* _ASSIGNMENT_
Could you retype all of the data below exactly as given?

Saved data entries
use chrono::{DateTime, Utc};
use serde::Serialize;

// ============================================================================
// Health Check Abstractions
// ============================================================================
//
// Shared by every infrastructure actor that reports to the health monitor.
//
// ============================================================================

/// Health status of a component
#[derive(Debug, Clone, PartialEq)]
pub enum HealthStatus {
    Healthy,
    Degraded(String),
    Unhealthy(String),
}

impl HealthStatus {
    pub fn label(&self) -> &'static str {
        match self {
            HealthStatus::Healthy => "HEALTHY",
            HealthStatus::Degraded(_) => "DEGRADED",
            HealthStatus::Unhealthy(_) => "UNHEALTHY",
        }
    }

    pub fn reason(&self) -> Option<&str> {
        match self {
            HealthStatus::Healthy => None,
            HealthStatus::Degraded(reason) | HealthStatus::Unhealthy(reason) => Some(reason),
        }
    }
}

/// Health information for a component
#[derive(Debug, Clone)]
pub struct ComponentHealth {
    pub name: String,
    pub status: HealthStatus,
    pub last_check: DateTime<Utc>,
    pub details: Option<String>,
}

impl ComponentHealth {
    pub fn new(name: impl Into<String>, status: HealthStatus) -> Self {
        Self {
            name: name.into(),
            status,
            last_check: Utc::now(),
            details: None,
        }
    }

    pub fn with_details(mut self, details: impl Into<String>) -> Self {
        self.details = Some(details.into());
        self
    }
}

/// Wire shape of a component's health
#[derive(Debug, Clone, Serialize)]
#[serde(rename_all = "camelCase")]
pub struct ComponentHealthView {
    pub name: String,
    pub status: &'static str,
    #[serde(skip_serializing_if = "Option::is_none")]
    pub reason: Option<String>,
    #[serde(skip_serializing_if = "Option::is_none")]
    pub details: Option<String>,
    pub last_check: DateTime<Utc>,
}

impl From<&ComponentHealth> for ComponentHealthView {
    fn from(health: &ComponentHealth) -> Self {
        Self {
            name: health.name.clone(),
            status: health.status.label(),
            reason: health.status.reason().map(str::to_string),
            details: health.details.clone(),
            last_check: health.last_check,
        }
    }
}

/// Trait for actors that can report their health status
pub trait HealthCheckable {
    fn check_health(&self) -> ComponentHealth;

    fn component_name(&self) -> &str;
}
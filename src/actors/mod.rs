// ============================================================================
// Actors Module
// ============================================================================
//
// Actor-based infrastructure for asynchronous, concurrent operations.
//
// Structure:
// - core/           - Health abstractions shared by every actor
// - infrastructure/ - Concrete infrastructure actors (Relay, DLQ, Health, Supervisor)
//
// Note: Domain logic (orders, dispatches) uses the command handler and the
//       dispatch coordinator, NOT actors. Actors are reserved for
//       infrastructure concerns only.
//
// ============================================================================

mod core;
mod infrastructure;

pub use self::core::{ComponentHealth, ComponentHealthView, HealthCheckable, HealthStatus};
pub use self::infrastructure::*;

* _OUTPUT BELOW_
use chrono::{DateTime, Utc};
use serde::Serialize;

// ============================================================================
// Health Check Abstractions
// ============================================================================
//
// Shared by every infrastructure actor that reports to the health monitor.
//
// ============================================================================

/// Health status of a component
#[derive(Debug, Clone, PartialEq)]
pub enum HealthStatus {
    Healthy,
    Degraded(String),
    Unhealthy(String),
}

impl HealthStatus {
    pub fn label(&self) -> &'static str {
        match self {
            HealthStatus::Healthy => "HEALTHY",
            HealthStatus::Degraded(_) => "DEGRADED",
            HealthStatus::Unhealthy(_) => "UNHEALTHY",
        }
    }

    pub fn reason(&self) -> Option<&str> {
        match self {
            HealthStatus::Healthy => None,
            HealthStatus::Degraded(reason) | HealthStatus::Unhealthy(reason) => Some(reason),
        }
    }
}

/// Health information for a component
#[derive(Debug, Clone)]
pub struct ComponentHealth {
    pub name: String,
    pub status: HealthStatus,
    pub last_check: DateTime<Utc>,
    pub details: Option<String>,
}

impl ComponentHealth {
    pub fn new(name: impl Into<String>, status: HealthStatus) -> Self {
        Self {
            name: name.into(),
            status,
            last_check: Utc::now(),
            details: None,
        }
    }

    pub fn with_details(mut self, details: impl Into<String>) -> Self {
        self.details = Some(details.into());
        self
    }
}

/// Wire shape of a component's health
#[derive(Debug, Clone, Serialize)]
#[serde(rename_all = "camelCase")]
pub struct ComponentHealthView {
    pub name: String,
    pub status: &'static str,
    #[serde(skip_serializing_if = "Option::is_none")]
    pub reason: Option<String>,
    #[serde(skip_serializing_if = "Option::is_none")]
    pub details: Option<String>,
    pub last_check: DateTime<Utc>,
}

impl From<&ComponentHealth> for ComponentHealthView {
    fn from(health: &ComponentHealth) -> Self {
        Self {
            name: health.name.clone(),
            status: health.status.label(),
            reason: health.status.reason().map(str::to_string),
            details: health.details.clone(),
            last_check: health.last_check,
        }
    }
}

/// Trait for actors that can report their health status
pub trait HealthCheckable {
    fn check_health(&self) -> ComponentHealth;

    fn component_name(&self) -> &str;
}
filename src/actors/mod.rs
// ============================================================================
// Actors Module
// ============================================================================
//
// Actor-based infrastructure for asynchronous, concurrent operations.
//
// Structure:
// - core/           - Health abstractions shared by every actor
// - infrastructure/ - Concrete infrastructure actors (Relay, DLQ, Health, Supervisor)
//
// Note: Domain logic (orders, dispatches) uses the command handler and the
//       dispatch coordinator, NOT actors. Actors are reserved for
//       infrastructure concerns only.
//
// ============================================================================

mod core;
mod infrastructure;

pub use self::core::{ComponentHealth, ComponentHealthView, HealthCheckable, HealthStatus};
pub use self::infrastructure::*;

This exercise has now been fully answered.